▶ **About this task**
What lines in the data hold the string "answer"? Show them.

[Source information Boundary: Start]

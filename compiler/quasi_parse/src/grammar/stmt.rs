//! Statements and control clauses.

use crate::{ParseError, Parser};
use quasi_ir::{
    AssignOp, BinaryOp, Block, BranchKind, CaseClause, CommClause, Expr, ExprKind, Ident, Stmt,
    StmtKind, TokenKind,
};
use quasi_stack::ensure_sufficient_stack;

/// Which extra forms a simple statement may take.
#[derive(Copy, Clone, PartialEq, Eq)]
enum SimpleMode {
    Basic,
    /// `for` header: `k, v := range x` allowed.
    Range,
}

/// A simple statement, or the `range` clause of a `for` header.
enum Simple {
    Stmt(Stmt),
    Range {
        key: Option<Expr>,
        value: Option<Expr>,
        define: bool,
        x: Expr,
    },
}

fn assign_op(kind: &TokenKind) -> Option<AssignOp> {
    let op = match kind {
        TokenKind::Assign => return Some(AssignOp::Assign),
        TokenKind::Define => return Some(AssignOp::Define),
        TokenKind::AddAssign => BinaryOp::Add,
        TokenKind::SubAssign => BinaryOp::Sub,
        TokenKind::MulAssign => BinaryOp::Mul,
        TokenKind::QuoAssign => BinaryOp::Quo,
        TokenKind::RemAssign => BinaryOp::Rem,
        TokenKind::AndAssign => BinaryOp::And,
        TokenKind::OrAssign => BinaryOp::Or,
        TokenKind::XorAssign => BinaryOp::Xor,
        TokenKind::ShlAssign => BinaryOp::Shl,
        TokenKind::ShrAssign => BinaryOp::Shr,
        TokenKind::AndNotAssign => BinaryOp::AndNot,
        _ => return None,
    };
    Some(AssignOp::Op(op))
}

[Source information Boundary: End]
[Source information Boundary: Start]

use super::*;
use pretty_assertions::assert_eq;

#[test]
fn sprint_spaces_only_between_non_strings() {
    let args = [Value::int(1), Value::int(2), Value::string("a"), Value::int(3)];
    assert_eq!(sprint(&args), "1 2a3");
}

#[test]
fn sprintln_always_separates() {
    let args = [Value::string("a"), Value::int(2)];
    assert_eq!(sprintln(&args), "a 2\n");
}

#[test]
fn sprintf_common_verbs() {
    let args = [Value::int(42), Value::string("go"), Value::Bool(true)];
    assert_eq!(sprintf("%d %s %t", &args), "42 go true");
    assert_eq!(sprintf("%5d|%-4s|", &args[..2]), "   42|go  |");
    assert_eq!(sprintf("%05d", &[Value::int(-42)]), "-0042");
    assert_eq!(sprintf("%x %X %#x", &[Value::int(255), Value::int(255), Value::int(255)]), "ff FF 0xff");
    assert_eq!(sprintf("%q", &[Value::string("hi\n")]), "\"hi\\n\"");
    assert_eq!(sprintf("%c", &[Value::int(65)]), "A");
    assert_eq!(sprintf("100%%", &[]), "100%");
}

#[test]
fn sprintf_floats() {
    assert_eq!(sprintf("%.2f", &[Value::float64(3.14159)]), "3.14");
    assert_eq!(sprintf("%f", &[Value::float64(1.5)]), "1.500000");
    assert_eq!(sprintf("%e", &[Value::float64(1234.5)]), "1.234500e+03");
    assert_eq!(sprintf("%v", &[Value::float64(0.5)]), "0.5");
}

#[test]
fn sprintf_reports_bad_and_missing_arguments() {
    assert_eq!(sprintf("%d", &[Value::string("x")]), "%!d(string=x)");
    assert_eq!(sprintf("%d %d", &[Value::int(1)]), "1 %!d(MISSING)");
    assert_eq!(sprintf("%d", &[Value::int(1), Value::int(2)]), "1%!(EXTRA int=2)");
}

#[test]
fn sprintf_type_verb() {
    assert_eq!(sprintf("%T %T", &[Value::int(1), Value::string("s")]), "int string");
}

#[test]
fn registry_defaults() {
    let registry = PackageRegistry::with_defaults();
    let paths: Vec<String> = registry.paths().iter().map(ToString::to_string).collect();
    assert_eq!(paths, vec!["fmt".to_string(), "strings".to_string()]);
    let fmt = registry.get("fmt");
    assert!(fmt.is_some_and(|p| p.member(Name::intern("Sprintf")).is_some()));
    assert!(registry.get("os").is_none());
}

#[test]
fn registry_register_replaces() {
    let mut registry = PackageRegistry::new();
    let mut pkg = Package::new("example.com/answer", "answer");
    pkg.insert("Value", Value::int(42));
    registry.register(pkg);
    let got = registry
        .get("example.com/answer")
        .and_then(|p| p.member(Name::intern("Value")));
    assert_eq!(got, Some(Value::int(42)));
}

[Source information Boundary: End]

▶ **Written solution**
    let mut pkg = Package::new("example.com/answer", "answer");
        .get("example.com/answer")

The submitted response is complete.